- **What is expected**
All the entries below should be reproduced exactly.

Records contained in a dataset:
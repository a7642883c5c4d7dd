//! Embedded runtime snippets injected into synthesized documents.

/// Installs global error/unhandledrejection listeners that surface a styled
/// overlay instead of a silently broken page. Always injected as a plain
/// script so listener registration happens before any user code runs; a
/// transpiled block cannot guarantee synchronous registration order.
pub const ERROR_TRAP_JS: &str = r##"(function () {
  function overlay(message) {
    var box = document.createElement("div");
    box.setAttribute("style", "position:fixed;left:12px;right:12px;bottom:12px;z-index:99999;background:#2d1215;color:#ffb4b4;border:1px solid #a33;border-radius:8px;padding:12px 16px;font:13px/1.5 monospace;white-space:pre-wrap;");
    box.textContent = message;
    (document.body || document.documentElement).appendChild(box);
  }
  window.addEventListener("error", function (event) {
    overlay("Error: " + (event.message || String(event.error)));
  });
  window.addEventListener("unhandledrejection", function (event) {
    overlay("Unhandled rejection: " + String(event.reason));
  });
})();"##;

/// Baseline reset applied before any user CSS in synthesized documents.
pub const BASE_STYLESHEET: &str = r##"*, *::before, *::after { box-sizing: border-box; }
html, body { margin: 0; padding: 0; min-height: 100%; }
body { font-family: -apple-system, BlinkMacSystemFont, "Segoe UI", sans-serif; }
::-webkit-scrollbar { width: 8px; height: 8px; }
::-webkit-scrollbar-thumb { background: #c1c1c1; border-radius: 4px; }
:focus-visible { outline: 2px solid #4c9ffe; outline-offset: 1px; }"##;

/// Auto-mount tail appended after the user source and the candidate
/// registry inside the transpiled script. Three tiers: conventional names,
/// heuristic scan of registered candidates, styled placeholder. Exceptions
/// from the first two tiers render as a styled error card, so the document
/// is never blank.
pub const AUTO_MOUNT_TAIL_JS: &str = r##"(function () {
  var container = document.getElementById("root");
  function card(title, body) {
    container.innerHTML =
      '<div style="margin:48px auto;max-width:480px;padding:24px;border:1px solid #ddd;border-radius:12px;font-family:sans-serif;text-align:center;color:#444;">' +
      "<h2 style=\"margin:0 0 8px;\">" + title + "</h2><p style=\"margin:0;\">" + body + "</p></div>";
  }
  function mount(component) {
    var element = React.createElement(component);
    if (ReactDOM.createRoot) {
      ReactDOM.createRoot(container).render(element);
    } else {
      ReactDOM.render(element, container);
    }
  }
  function textOf(value) {
    try { return String(value); } catch (e) { return ""; }
  }
  try {
    for (var i = 0; i < __craftpadMountOrder.length; i++) {
      var preferred = __craftpadCandidates[__craftpadMountOrder[i]];
      if (typeof preferred === "function") { mount(preferred); return; }
    }
    var names = Object.keys(__craftpadCandidates);
    for (var j = 0; j < names.length; j++) {
      var candidate = __craftpadCandidates[names[j]];
      if (typeof candidate !== "function") { continue; }
      var source = textOf(candidate);
      if (source.indexOf("createElement") !== -1 || source.indexOf("jsx(") !== -1 || source.indexOf("return React") !== -1) {
        mount(candidate);
        return;
      }
    }
    card("Component not found", "The generated code does not define a mountable component.");
  } catch (err) {
    card("Render error", textOf(err && err.message ? err.message : err));
  }
})();"##;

- **Task answer**
repository a7642883c5c4d7dd
//! Embedded runtime snippets injected into synthesized documents.

/// Installs global error/unhandledrejection listeners that surface a styled
/// overlay instead of a silently broken page. Always injected as a plain
/// script so listener registration happens before any user code runs; a
/// transpiled block cannot guarantee synchronous registration order.
pub const ERROR_TRAP_JS: &str = r##"(function () {
  function overlay(message) {
    var box = document.createElement("div");
    box.setAttribute("style", "position:fixed;left:12px;right:12px;bottom:12px;z-index:99999;background:#2d1215;color:#ffb4b4;border:1px solid #a33;border-radius:8px;padding:12px 16px;font:13px/1.5 monospace;white-space:pre-wrap;");
    box.textContent = message;
    (document.body || document.documentElement).appendChild(box);
  }
  window.addEventListener("error", function (event) {
    overlay("Error: " + (event.message || String(event.error)));
  });
  window.addEventListener("unhandledrejection", function (event) {
    overlay("Unhandled rejection: " + String(event.reason));
  });
})();"##;

/// Baseline reset applied before any user CSS in synthesized documents.
pub const BASE_STYLESHEET: &str = r##"*, *::before, *::after { box-sizing: border-box; }
html, body { margin: 0; padding: 0; min-height: 100%; }
body { font-family: -apple-system, BlinkMacSystemFont, "Segoe UI", sans-serif; }
::-webkit-scrollbar { width: 8px; height: 8px; }
::-webkit-scrollbar-thumb { background: #c1c1c1; border-radius: 4px; }
:focus-visible { outline: 2px solid #4c9ffe; outline-offset: 1px; }"##;

/// Auto-mount tail appended after the user source and the candidate
/// registry inside the transpiled script. Three tiers: conventional names,
/// heuristic scan of registered candidates, styled placeholder. Exceptions
/// from the first two tiers render as a styled error card, so the document
/// is never blank.
pub const AUTO_MOUNT_TAIL_JS: &str = r##"(function () {
  var container = document.getElementById("root");
  function card(title, body) {
    container.innerHTML =
      '<div style="margin:48px auto;max-width:480px;padding:24px;border:1px solid #ddd;border-radius:12px;font-family:sans-serif;text-align:center;color:#444;">' +
      "<h2 style=\"margin:0 0 8px;\">" + title + "</h2><p style=\"margin:0;\">" + body + "</p></div>";
  }
  function mount(component) {
    var element = React.createElement(component);
    if (ReactDOM.createRoot) {
      ReactDOM.createRoot(container).render(element);
    } else {
      ReactDOM.render(element, container);
    }
  }
  function textOf(value) {
    try { return String(value); } catch (e) { return ""; }
  }
  try {
    for (var i = 0; i < __craftpadMountOrder.length; i++) {
      var preferred = __craftpadCandidates[__craftpadMountOrder[i]];
      if (typeof preferred === "function") { mount(preferred); return; }
    }
    var names = Object.keys(__craftpadCandidates);
    for (var j = 0; j < names.length; j++) {
      var candidate = __craftpadCandidates[names[j]];
      if (typeof candidate !== "function") { continue; }
      var source = textOf(candidate);
      if (source.indexOf("createElement") !== -1 || source.indexOf("jsx(") !== -1 || source.indexOf("return React") !== -1) {
        mount(candidate);
        return;
      }
    }
    card("Component not found", "The generated code does not define a mountable component.");
  } catch (err) {
    card("Render error", textOf(err && err.message ? err.message : err));
  }
})();"##;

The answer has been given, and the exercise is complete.